L’identikit del “rosso del Mugello”. Una leggenda metropolitana, investigata e smentita ogni volta che è stata riproposta, secondo la quale attribuirebbe a questo fantomatico personaggio il ruolo di killer solitario che, mettendosi il caschetto da minatore, avrebbe ammazzato almeno quattordici persone. Da solo sarebbe stato il palo, lo sparatore e il recissore di parti intime.
Sarebbe ancora una volta questa ipotesi, sponsorizzata da un gruppo di persone che, a vario titolo on line, avrebbero cominciato a interessarsi dieci anni fa del caso ottenendo dai followers in rete, il titolo di “esperti”, la clamorosa novità investigativa circolata in questi giorni. A volte i novelli esperti vengono sentiti e intervistati perfino da giornalisti importanti che, invece, tanto esperti non sono. Ma fanno effetto le loro affermazioni. Ce n’è perfino uno, a lungo andato per la maggiore, che per alcuni anni è riuscito a fare credere di essere un avvocato. Invece è un negoziante. Se fossi un commerciante mi arrabbierei. E di brutto. Un altro lo abbiamo letto e visto intervistato da giornali e tv come fosse un investigatore privato, invece non lo è mai stato. Spesso litigano tra loro creando una Babele di gruppi, forum, pagine e profili che si scannano sostenendo le più strampalate ipotesi, come fossero loro stessi poliziotti, carabinieri, magistrati o criminologi. Purtroppo nella loro rete a volte restano intrappolate persone che, per titolo e ruolo, hanno avuto funzioni pubbliche importanti nel corso delle mille indagini giudiziarie sul Mostro di Firenze. Ed è un mistero, perché la maggior parte di questi “grandi esperti” sa molto poco di questa drammatica vicenda. È la rete, non ci si può fare nulla: vince la convinzione (non sempre esatta) che ottenga più like e più share chi la spara più grossa, magari contro qualche poliziotto o contro qualche magistrato. Con il trucco ”Adesso vi dico io che cosa c’è davvero dietro”.
Detto, anzi, scritto questo, alcuni di loro stanno sostenendo la richiesta di riaprire il caso portata avanti, per conto in particolare di una famigliare di una delle vittime, da un avvocato di Perugia.

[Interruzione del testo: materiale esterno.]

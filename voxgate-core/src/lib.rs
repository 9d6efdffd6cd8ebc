//! # voxgate-core
//!
//! Voice-activity-gated audio capture: listens to a microphone, decides when
//! someone is speaking, and hands over each complete utterance with a short
//! pre-roll before the detection point.
//!
//! ## Architecture
//!
//! ```text
//! AudioSource ─► voxgate-capture ─► bounded channel (drop oldest) ─► voxgate-process
//!                                                                        │
//!                          amplitude → history → calibrator ─────────────┤
//!                          pre-roll window → utterance segmenter ────────┤
//!                                                                        ▼
//!                                                                 SpeechHandler
//! ```
//!
//! The cpal audio callback never locks; all pipeline state is owned by the
//! processing thread.

#![forbid(unsafe_code)]
#![warn(clippy::all)]

pub mod audio;
pub mod buffering;
pub mod config;
pub mod engine;
pub mod error;
pub mod events;
pub mod vad;

// Convenience re-exports for downstream crates
pub use audio::{list_input_devices, AudioSource, AudioStream, BlockRead, StreamSpec, WavSource};
pub use config::{CalibrationConfig, PipelineConfig, VadConfig};
pub use engine::{Callbacks, ParameterUpdate, SpeechHandler, VoxGate};
pub use error::{Result, VoxError};
pub use events::{
    BufferInfo, EndReason, PipelineStats, PipelineStatus, PipelineStatusEvent, SpeechSegment,
};
pub use vad::CalibrationState;

#[cfg(feature = "audio-cpal")]
pub use audio::CpalSource;
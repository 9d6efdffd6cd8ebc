//! Typed audio block handed from the capture thread to the processing thread.

use std::time::Duration;

/// One fixed-length block of mono 16-bit PCM.
///
/// Blocks are immutable once produced and are moved, never shared: the
/// channel, the pre-roll window and an in-progress segment each own the
/// blocks they hold.
#[derive(Debug, Clone, PartialEq, Eq)]
pub struct AudioBlock {
    /// Producer sequence number, starting at 0 for each stream.
    pub seq: u64,
    /// Stream time of the first sample in this block.
    pub offset: Duration,
    /// Mono i16 samples.
    pub samples: Vec<i16>,
    /// Sample rate in Hz.
    pub sample_rate: u32,
}

impl AudioBlock {
    pub fn new(seq: u64, offset: Duration, samples: Vec<i16>, sample_rate: u32) -> Self {
        Self {
            seq,
            offset,
            samples,
            sample_rate,
        }
    }

    /// Duration covered by this block's samples.
    pub fn duration(&self) -> Duration {
        samples_to_duration(self.samples.len(), self.sample_rate)
    }

    pub fn len(&self) -> usize {
        self.samples.len()
    }

    pub fn is_empty(&self) -> bool {
        self.samples.is_empty()
    }
}

/// Convert a sample count at `sample_rate` into an exact `Duration`.
///
/// Uses integer nanosecond arithmetic so block offsets never drift.
pub fn samples_to_duration(samples: usize, sample_rate: u32) -> Duration {
    if sample_rate == 0 {
        return Duration::ZERO;
    }
    let nanos = (samples as u128 * 1_000_000_000u128) / sample_rate as u128;
    Duration::from_nanos(nanos.min(u64::MAX as u128) as u64)
}

/// Concatenate blocks into one contiguous sample buffer, preserving order.
pub fn concat_blocks<'a, I>(blocks: I) -> Vec<i16>
where
    I: IntoIterator<Item = &'a AudioBlock>,
{
    let mut out = Vec::new();
    for block in blocks {
        out.extend_from_slice(&block.samples);
    }
    out
}
//! Input device enumeration and selection.

use serde::Serialize;

/// Metadata about an audio input device.
#[derive(Debug, Clone, PartialEq, Eq, Serialize)]
#[serde(rename_all = "camelCase")]
pub struct DeviceInfo {
    /// Name reported by the OS.
    pub name: String,
    pub is_default: bool,
    /// Name looks like a USB microphone.
    pub is_usb: bool,
    /// Name looks like a loopback / monitor of an output device.
    pub is_loopback_like: bool,
    /// The device [`select_input_index`] would pick with no preference.
    pub is_recommended: bool,
}

const USB_MIC_KEYWORDS: &[&str] = &["usb audio device", "usb microphone", "usb pnp", "usb mic"];

const LOOPBACK_KEYWORDS: &[&str] = &[
    "stereo mix",
    "what u hear",
    "loopback",
    "monitor of",
    "speakers (",
];

pub fn is_usb_microphone_name(name: &str) -> bool {
    let lowered = name.trim().to_ascii_lowercase();
    USB_MIC_KEYWORDS.iter().any(|k| lowered.contains(k))
}

pub fn is_loopback_like_name(name: &str) -> bool {
    let lowered = name.trim().to_ascii_lowercase();
    LOOPBACK_KEYWORDS.iter().any(|k| lowered.contains(k))
}

/// Pick an input device from `names`.
///
/// Order: exact `preferred` match, first USB microphone, the system default,
/// the first non-loopback device, the first device.
pub fn select_input_index(
    names: &[String],
    default_name: Option<&str>,
    preferred: Option<&str>,
) -> Option<usize> {
    if names.is_empty() {
        return None;
    }
    if let Some(preferred) = preferred {
        if let Some(idx) = names.iter().position(|n| n == preferred) {
            return Some(idx);
        }
        tracing::warn!(preferred, "preferred input device not found, falling back");
    }
    names
        .iter()
        .position(|n| is_usb_microphone_name(n))
        .or_else(|| default_name.and_then(|d| names.iter().position(|n| n == d)))
        .or_else(|| names.iter().position(|n| !is_loopback_like_name(n)))
        .or(Some(0))
}

/// List available input devices, recommended one first.
///
/// Empty when no devices exist or cpal support is compiled out.
#[cfg(feature = "audio-cpal")]
pub fn list_input_devices() -> Vec<DeviceInfo> {
    use cpal::traits::{DeviceTrait, HostTrait};

    let host = cpal::default_host();
    let default_name = host.default_input_device().and_then(|d| d.name().ok());

    let names: Vec<String> = match host.input_devices() {
        Ok(devices) => devices
            .enumerate()
            .map(|(idx, device)| {
                device
                    .name()
                    .unwrap_or_else(|_| format!("Input Device {}", idx + 1))
            })
            .collect(),
        Err(e) => {
            tracing::warn!("failed to enumerate input devices: {e}");
            default_name.iter().cloned().collect()
        }
    };
    describe_devices(&names, default_name.as_deref())
}

#[cfg(not(feature = "audio-cpal"))]
pub fn list_input_devices() -> Vec<DeviceInfo> {
    vec![]
}

fn describe_devices(names: &[String], default_name: Option<&str>) -> Vec<DeviceInfo> {
    let recommended = select_input_index(names, default_name, None);
    let mut list: Vec<DeviceInfo> = names
        .iter()
        .enumerate()
        .map(|(idx, name)| DeviceInfo {
            name: name.clone(),
            is_default: default_name == Some(name.as_str()),
            is_usb: is_usb_microphone_name(name),
            is_loopback_like: is_loopback_like_name(name),
            is_recommended: recommended == Some(idx),
        })
        .collect();
    list.sort_by_key(|d| (!d.is_recommended, d.is_loopback_like, !d.is_default));
    list
}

Ed ecco nei corridoi dei bene informati la prova provata: l’identikit segnalato dall’avvocato perugino sarebbe quello del famoso rosso del Mugello il cui fascicolo sparì perché sarebbe stato un collaboratore del procuratore capo di Firenze Pierluigi Vigna. E quindi Vigna avrebbe insabbiato dando la colpa a Pacciani Lotti e Vanni. Manteniamo il condizionale, perché qui è d’obbligo. Però, francamente…
L’identikit dimostrerebbe, dunque, il depistaggio organizzato dal Capo della Procura di Firenze. Un’ipotesi che appare un tantino depistante e che, comunque, fu più volte smentita dalle indagini. Così come è palesemente sbagliata la pretesa somiglianza tra un altro identikit uscito dal mio archivio e il magistrato fiorentino, come suggeriva la scrittrice Gabriella Carlizzi, morta il 12 agosto 2010. La quale indicava anche in un famoso scrittore l’attinenza con quell’identikit. In realtà la somiglianza impressionante è con un altro personaggio che, inizialmente, finì perfino a processo. Per uscirne e sparire di scena: di lui non si è più saputo nulla. Per la filiera identikit- rosso del Mugello-collaboratore di Vigna-insabbiamento, qualcuno scaltramente parla di elementi contenuti negli archivi della Procura della Repubblica. C’è un però: come fa a dirlo non essendo possibile accedere ai suddetti archivi della Procura?
Ma chi è ‘sto rosso del Mugello? Un nickname che serve a scagionare il contadino di Mercatale e i suoi compagni di merende? Bisognerebbe fare una chiacchierata con un altro avvocato, che, per adesso, chiede di non fare il suo nome ma che, se e quando, autorizzerà a farlo, faranno tutti un salto sulla sedia. Lui è tra i pochi titolati a spiegare chi fosse Pacciani e se c’entrasse o meno con i sette duplici omicidi che hanno insanguinato la Toscana tra il 1974 e il 1985. Io poi avrei, per lui, una domanda che mi ronza in testa. Ma davvero Renato Malatesta, che Il 24 dicembre 1980 fu trovato impiccato nella stalla dell’abitazione di Via di Faltignano, si è suicidato? O, piuttosto, è stato ucciso perché dava fastidio a certi giochini?